Top of TASK DATA
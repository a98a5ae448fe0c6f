//! Execution planner: materializes opportunities into plans.

use chrono::Utc;
use rust_decimal::Decimal;
use tracing::info;

use super::risk::PlanSizing;
use crate::core::domain::{
    ExecutionPlan, Opportunity, OpportunityStatus, PlanId, PlanLeg, PlanParams, PlanStatus,
    PnlRecord,
};
use crate::core::store::{Repository, SharedRepository};
use crate::error::{Error, Result};

pub struct ExecutionPlanner {
    repo: SharedRepository,
}

impl ExecutionPlanner {
    #[must_use]
    pub fn new(repo: SharedRepository) -> Self {
        Self { repo }
    }

    /// Create a draft plan from an active opportunity.
    ///
    /// Legs are copied from the opportunity with the planned size split
    /// equally across them (weights are a future knob) and prioritized in
    /// leg order. The opportunity moves `active → executing`; a pending
    /// PnL record is opened alongside.
    pub async fn plan(
        &self,
        opportunity: &Opportunity,
        sizing: &PlanSizing,
        params: Option<PlanParams>,
    ) -> Result<ExecutionPlan> {
        if opportunity.status != OpportunityStatus::Active {
            return Err(Error::Conflict(format!(
                "opportunity {} is {}, not active",
                opportunity.id,
                opportunity.status.as_str()
            )));
        }
        if opportunity.legs.is_empty() {
            return Err(Error::Input(format!(
                "opportunity {} has no legs",
                opportunity.id
            )));
        }
        if sizing.planned_size_usd <= Decimal::ZERO {
            return Err(Error::Input(format!(
                "opportunity {} sized to zero ({})",
                opportunity.id,
                sizing.warnings.join("; ")
            )));
        }

        let per_leg = sizing.planned_size_usd / Decimal::from(opportunity.legs.len() as u64);
        let legs: Vec<PlanLeg> = opportunity
            .legs
            .iter()
            .enumerate()
            .map(|(i, leg)| PlanLeg {
                market_id: leg.market_id.clone(),
                token_id: leg.token_id.clone(),
                direction: leg.direction,
                target_price: leg.target_price,
                size_usd: per_leg,
                priority: i as u32,
            })
            .collect();

        let plan = ExecutionPlan {
            id: PlanId::generate(),
            opportunity_id: opportunity.id.clone(),
            status: PlanStatus::Draft,
            strategy: opportunity.strategy.clone(),
            planned_size_usd: sizing.planned_size_usd,
            max_loss_usd: sizing.max_loss_usd,
            kelly_fraction: sizing.kelly_fraction,
            legs,
            params: params.unwrap_or_default(),
            preflight_result: None,
            created_at: Utc::now(),
            executed_at: None,
        };

        self.repo.insert_plan(&plan).await?;
        self.repo
            .update_opportunity_status(&opportunity.id, OpportunityStatus::Executing)
            .await?;
        self.repo
            .upsert_pnl_record(&PnlRecord::pending(
                plan.id.clone(),
                plan.strategy.clone(),
                opportunity.edge_pct,
            ))
            .await?;

        info!(
            plan = %plan.id,
            opportunity = %opportunity.id,
            size_usd = %plan.planned_size_usd,
            legs = plan.legs.len(),
            "plan created"
        );
        Ok(plan)
    }

    /// Record a preflight outcome on the plan and step its status.
    pub async fn apply_preflight(
        &self,
        mut plan: ExecutionPlan,
        result: crate::core::domain::PreflightResult,
    ) -> Result<ExecutionPlan> {
        let next = if result.passed {
            PlanStatus::PreflightPass
        } else {
            PlanStatus::PreflightFail
        };
        if !plan.status.can_transition_to(next) {
            return Err(Error::Conflict(format!(
                "plan {} cannot move {} → {}",
                plan.id,
                plan.status.as_str(),
                next.as_str()
            )));
        }
        plan.preflight_result = Some(result);
        plan.status = next;
        self.repo.update_plan(&plan).await?;
        Ok(plan)
    }
}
Bottom of TASK DATA
• AIM OF THE EXERCISE:
Pull every line with the string "Decimal" from the data above.

• TASK ANSWER:
use rust_decimal::Decimal;
        if sizing.planned_size_usd <= Decimal::ZERO {
        let per_leg = sizing.planned_size_usd / Decimal::from(opportunity.legs.len() as u64);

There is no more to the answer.